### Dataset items

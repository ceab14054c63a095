//! Generic containers and algorithms used by the Texpand crates.
//!
//! Nothing in this crate knows about TeX.
//! The grouping containers model TeX's group semantics for any key/value pair,
//! and the substring search is generic over the element type so it can run over tokens.

pub mod algorithms;
pub mod collections;
pub mod color;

### What this task involves
For every line above with the word "algorithms" in it, make a copy.

### Problem solution
//! Generic containers and algorithms used by the Texpand crates.
pub mod algorithms;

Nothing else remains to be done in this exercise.